(Stored data begins)

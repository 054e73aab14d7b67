//! Cross-step templating
//!
//! A closed grammar of deferred references resolved from the most recent
//! step's output at execution time:
//!
//! - `{{search_result_<idx>_url}}` — the `url` of entry `<idx>` in the
//!   previous step's `results` array
//! - `{{previous_text}}` — the previous step's `text` field, else `body`
//!
//! A placeholder only counts when it is the entire field value. Anything
//! unrecognized, and any reference whose source field is absent, is left in
//! place as the literal string.

use serde_json::Value;

/// A parsed template reference.
#[derive(Debug, Clone, Copy, PartialEq, Eq)]
pub enum TemplateRef {
    /// `{{search_result_<idx>_url}}`
    SearchResultUrl(usize),

    /// `{{previous_text}}`
    PreviousText,
}

/// Parse a field value as a template reference.
///
/// Returns `None` for anything outside the closed grammar.
pub fn parse_ref(value: &str) -> Option<TemplateRef> {
    let inner = value.strip_prefix("{{")?.strip_suffix("}}")?;

    if inner == "previous_text" {
        return Some(TemplateRef::PreviousText);
    }

    let idx = inner
        .strip_prefix("search_result_")?
        .strip_suffix("_url")?
        .parse::<usize>()
        .ok()?;
    Some(TemplateRef::SearchResultUrl(idx))
}

/// Resolve a reference against the most recent step result.
///
/// Returns `None` when the source field is absent; callers then keep the
/// literal placeholder.
fn resolve_ref(reference: TemplateRef, results: &[Value]) -> Option<Value> {
    let last = results.last()?;

    match reference {
        TemplateRef::SearchResultUrl(idx) => {
            let url = last.get("results")?.as_array()?.get(idx)?.get("url")?;
            url.as_str().map(|u| Value::String(u.to_string()))
        }
        TemplateRef::PreviousText => {
            let text = last.get("text").or_else(|| last.get("body"))?;
            text.as_str().map(|t| Value::String(t.to_string()))
        }
    }
}

/// Resolve every templated field of a step input against prior results.
///
/// Fields that are not string-valued full placeholders pass through
/// untouched; unresolvable placeholders stay as their literal text.
pub fn resolve_input(
    input: &serde_json::Map<String, Value>,
    results: &[Value],
) -> serde_json::Map<String, Value> {
    let mut resolved = input.clone();

    for (_, value) in resolved.iter_mut() {
        let Some(text) = value.as_str() else {
            continue;
        };
        let Some(reference) = parse_ref(text) else {
            continue;
        };
        if let Some(substituted) = resolve_ref(reference, results) {
            *value = substituted;
        }
    }

    resolved
}
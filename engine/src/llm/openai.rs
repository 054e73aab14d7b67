use super::{LlmError, LlmProvider};
use crate::config::LlmConfig;
use async_trait::async_trait;
use serde_json::json;
use std::time::Duration;

/// Provider for OpenAI-compatible chat completions APIs.
///
/// Works against api.openai.com as well as any server exposing the same
/// `/chat/completions` surface (Ollama, vLLM, etc.).
pub struct OpenAiProvider {
    config: LlmConfig,
    client: reqwest::Client,
}

impl OpenAiProvider {
    pub fn new(config: LlmConfig) -> Self {
        let client = reqwest::Client::builder()
            .timeout(Duration::from_secs(config.timeout_secs))
            .build()
            .unwrap_or_else(|_| reqwest::Client::new());
        Self { config, client }
    }
}

#[async_trait]
impl LlmProvider for OpenAiProvider {
    fn name(&self) -> &str {
        "openai"
    }

    async fn complete(&self, system_prompt: &str, user_prompt: &str) -> super::Result<String> {
        let api_key = self
            .config
            .api_key
            .as_deref()
            .ok_or_else(|| LlmError::AuthenticationFailed("no API key configured".to_string()))?;

        let url = format!("{}/chat/completions", self.config.base_url);

        let payload = json!({
            "model": self.config.model,
            "messages": [
                {"role": "system", "content": system_prompt},
                {"role": "user", "content": user_prompt},
            ],
            "temperature": 0.0,
        });

        let response = self
            .client
            .post(&url)
            .header("Authorization", format!("Bearer {}", api_key))
            .header("Content-Type", "application/json")
            .json(&payload)
            .send()
            .await
            .map_err(LlmError::from_reqwest)?;

        if !response.status().is_success() {
            let status = response.status();
            let text = response.text().await.unwrap_or_default();

            if status.as_u16() == 401 || status.as_u16() == 403 {
                return Err(LlmError::AuthenticationFailed(text));
            } else if status.as_u16() == 429 {
                return Err(LlmError::RateLimitExceeded);
            } else {
                return Err(LlmError::InvalidRequest(text));
            }
        }

        let data: serde_json::Value = response
            .json()
            .await
            .map_err(|e| LlmError::ParseError(e.to_string()))?;

        let content = data
            .get("choices")
            .and_then(|c| c.as_array())
            .and_then(|c| c.first())
            .and_then(|c| c.get("message"))
            .and_then(|m| m.get("content"))
            .and_then(|c| c.as_str())
            .ok_or_else(|| LlmError::ParseError("No completion content in response".to_string()))?;

        Ok(content.to_string())
    }
}
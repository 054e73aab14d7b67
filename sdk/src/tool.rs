//! Tool capability and quota traits
//!
//! The engine dispatches plan steps through the `Tool` trait and reserves
//! per-tenant capacity through `QuotaGate` before every invocation. Both
//! traits must be safe to call from many concurrent executor instances.

use async_trait::async_trait;

use crate::types::{ToolError, ToolId, ToolInput};

/// A single tool capability: one `ToolId`, one invocation contract.
///
/// Implementations own their safety policy (timeouts, response size caps,
/// destination blocking) independently of the planner's security gate.
#[async_trait]
pub trait Tool: Send + Sync {
    /// The identifier this implementation serves
    fn id(&self) -> ToolId;

    /// Invoke the tool with a fully resolved input.
    ///
    /// Returns the tool's result object. The engine summarizes and caps the
    /// result before persisting anything; implementations may return full
    /// payloads.
    async fn invoke(&self, input: &ToolInput) -> Result<serde_json::Value, ToolError>;
}

/// Outcome of a quota reservation request
#[derive(Debug, Clone, PartialEq, Eq)]
pub enum QuotaDecision {
    /// The step may run; capacity has been reserved
    Allowed,

    /// The step must not run; the run aborts with this reason
    Denied { reason: String },
}

impl QuotaDecision {
    pub fn is_allowed(&self) -> bool {
        matches!(self, QuotaDecision::Allowed)
    }
}

/// Per-tenant capacity gate, consulted once per step before invocation.
///
/// Implementations are shared across concurrently running executors and must
/// guard their counters internally.
#[async_trait]
pub trait QuotaGate: Send + Sync {
    /// Check the tenant's remaining capacity and reserve one step.
    async fn check_and_reserve(&self, tenant_id: &str) -> QuotaDecision;
}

(Stored data ends)

If a line of the data holds the string "ToolId", list it.

use crate::types::{ToolError, ToolId, ToolInput};
/// A single tool capability: one `ToolId`, one invocation contract.
    fn id(&self) -> ToolId;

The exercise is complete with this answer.